I didn’t say most labs are bad. Errors do happen and for me almost every lab I 
have used has made a mistake. These errors are rare but do happen and the 
effect of a single error can be very costly.

One lab made an especially bad mistake for a small company that engaged me that 
cost the company a lot of money, has since improved their game by instituting 
quality procedures they should have had anyway. The lab gave the company 
passing data but in fact the plot looked like the technician forgot to plug the 
antenna in, noise level of the instrumentation!

Based on that, the company signed a contract for price and delivery for a 
million units of their  product. The ultimate fix needed was a different core 
design of an inductor that cost them US $0.30. $300k is a lot of money for a 
small company.

I can give many more examples. Usually the problem causes a product to fail 
when it actually should have passed. I have many examples that happened to me 
over the last 40 years in both private and commercial labs.

The errors are still rare, but do happen. Over enough testing a person, like 
myself, will encounter an error with any given lab.

Of the errors I have encountered, three were the result of the staff in the lab 
not being competent (over a span of 40 years), the rest were just simple 
mistakes, maybe another dozen or so. Again, this was over decades, so rare, but 
many millions of dollars were at stake in each case.

In two cases, the lab personnel became a bit belligerent when I gently 
suggested they performed the test incorrectly. In both cases, the labs relented 
and retested after we examined the test standard and they realized they were 
testing incorrectly.

A lab client needs to keep an eye out to make sure such an error does not 
happen to them.

On the other hand, I have seen a lot of great labs. One, in Silicon Valley, I 
consider to be the best in the industry! But they did make one mistake on a 
test for me years ago, minimal impact at the time and it can't happen again.

Doug Smith
Sent from my iPhone
IPhone: 408-858-4528
Office: 702-570-6108
Email: d...@dsmith.org
Website: http://dsmith.org
________________________________
From: John Woodgate <j...@woodjohn.uk>
Sent: Friday, August 11, 2023 07:02
To: EMC-PSTC@LISTSERV.IEEE.ORG <EMC-PSTC@LISTSERV.IEEE.ORG>
Subject: Re: [PSES] thoughts on ESD test lab problems


That's right.

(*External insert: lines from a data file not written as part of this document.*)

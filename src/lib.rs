//! Tabsort - 容器标签页排序引擎
//!
//! 模块划分：
//! - **config**: 应用配置加载（TOML + 环境变量）
//! - **core**: 错误类型、驱动状态、优雅关闭
//! - **observability**: 日志初始化
//! - **order**: 容器 ID、排序表与持久化的 Sorting Order Store
//! - **reconcile**: 比较器、窗口差分规划、整理驱动、触发面
//! - **storage**: 带变更通知的键值存储（内存 / JSON 文件）
//! - **tabs**: 标签页快照、移动操作、宿主 API 抽象与进程内宿主

pub mod config;
pub mod core;
pub mod observability;
pub mod order;
pub mod reconcile;
pub mod storage;
pub mod tabs;

pub use order::{ContainerId, SortOrder, SortingOrderStore};
pub use reconcile::{Reconciler, TriggerSurface};
//! 标签页比较器
//!
//! 先按容器顺序比较；同一容器内索引标签页排在最前；其余视为相等（配合稳定排序保持原相对顺序）。

use std::cmp::Ordering;
use std::sync::Arc;

use crate::order::OrderIndex;
use crate::tabs::{IndexTabMatcher, Tab};

#[derive(Clone)]
pub struct TabComparator {
    index: Arc<OrderIndex>,
    matcher: IndexTabMatcher,
}

impl TabComparator {
    pub fn new(index: Arc<OrderIndex>, matcher: IndexTabMatcher) -> Self {
        Self { index, matcher }
    }

    pub fn compare(&self, a: &Tab, b: &Tab) -> Ordering {
        self.index
            .compare(&a.container, &b.container)
            .then_with(|| {
                match (self.matcher.is_index_tab(a), self.matcher.is_index_tab(b)) {
                    (true, false) => Ordering::Less,
                    (false, true) => Ordering::Greater,
                    _ => Ordering::Equal,
                }
            })
    }

    /// 稳定排序：比较相等的标签页保持输入顺序
    pub fn sort(&self, tabs: &mut [Tab]) {
        tabs.sort_by(|a, b| self.compare(a, b));
    }
}

#[cfg(test)]
mod tests {
    use super::*;
    use crate::order::SortOrder;
    use crate::tabs::WindowId;

    fn comparator(order: &[&str]) -> TabComparator {
        TabComparator::new(
            Arc::new(OrderIndex::new(&SortOrder::new(order.iter().copied()))),
            IndexTabMatcher::default(),
        )
    }

    fn tab(id: u64, container: &str) -> Tab {
        Tab::new(id, WindowId(1), container, format!("https://example.com/{id}"))
    }

    fn index_tab(id: u64, container: &str) -> Tab {
        Tab::new(
            id,
            WindowId(1),
            container,
            format!("moz-extension://ext/index-tab/index.html?container={container}"),
        )
    }

    #[test]
    fn container_order_dominates() {
        let cmp = comparator(&["a", "b"]);
        assert_eq!(cmp.compare(&tab(1, "b"), &index_tab(2, "a")), Ordering::Greater);
        assert_eq!(cmp.compare(&index_tab(1, "b"), &tab(2, "a")), Ordering::Greater);
    }

    #[test]
    fn index_tab_first_within_container() {
        let cmp = comparator(&["a"]);
        assert_eq!(cmp.compare(&index_tab(1, "a"), &tab(2, "a")), Ordering::Less);
        assert_eq!(cmp.compare(&tab(2, "a"), &index_tab(1, "a")), Ordering::Greater);
        assert_eq!(cmp.compare(&tab(1, "a"), &tab(2, "a")), Ordering::Equal);
    }

    #[test]
    fn is_irreflexive_and_antisymmetric() {
        let cmp = comparator(&["b"]);
        let tabs = vec![tab(1, "a"), index_tab(2, "a"), tab(3, "b"), index_tab(4, "c"), tab(5, "c")];
        for a in &tabs {
            assert_eq!(cmp.compare(a, a), Ordering::Equal);
            for b in &tabs {
                assert_eq!(cmp.compare(a, b), cmp.compare(b, a).reverse());
            }
        }
    }

    #[test]
    fn sort_is_stable_for_ties() {
        let cmp = comparator(&["a", "b"]);
        let mut tabs = vec![tab(3, "b"), tab(1, "a"), tab(4, "b"), tab(2, "a"), index_tab(5, "b")];
        cmp.sort(&mut tabs);
        let ids: Vec<u64> = tabs.iter().map(|t| t.id.0).collect();
        assert_eq!(ids, vec![1, 2, 5, 3, 4]);
    }
}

It is good to call attention to problems that may well be deeply 
hidden or not recognized as a possibility, but it is necessary to concentrate 
on the facts and leave out peripheral matters that don't help to deal with the 
issue.

On 2023-08-11 14:28, Larry K. Stillings wrote:
You could certainly word this in a different way that doesn’t generalize how 
“most” test labs are bad and/or incompetent. How about in the future you find a 
different way to word things.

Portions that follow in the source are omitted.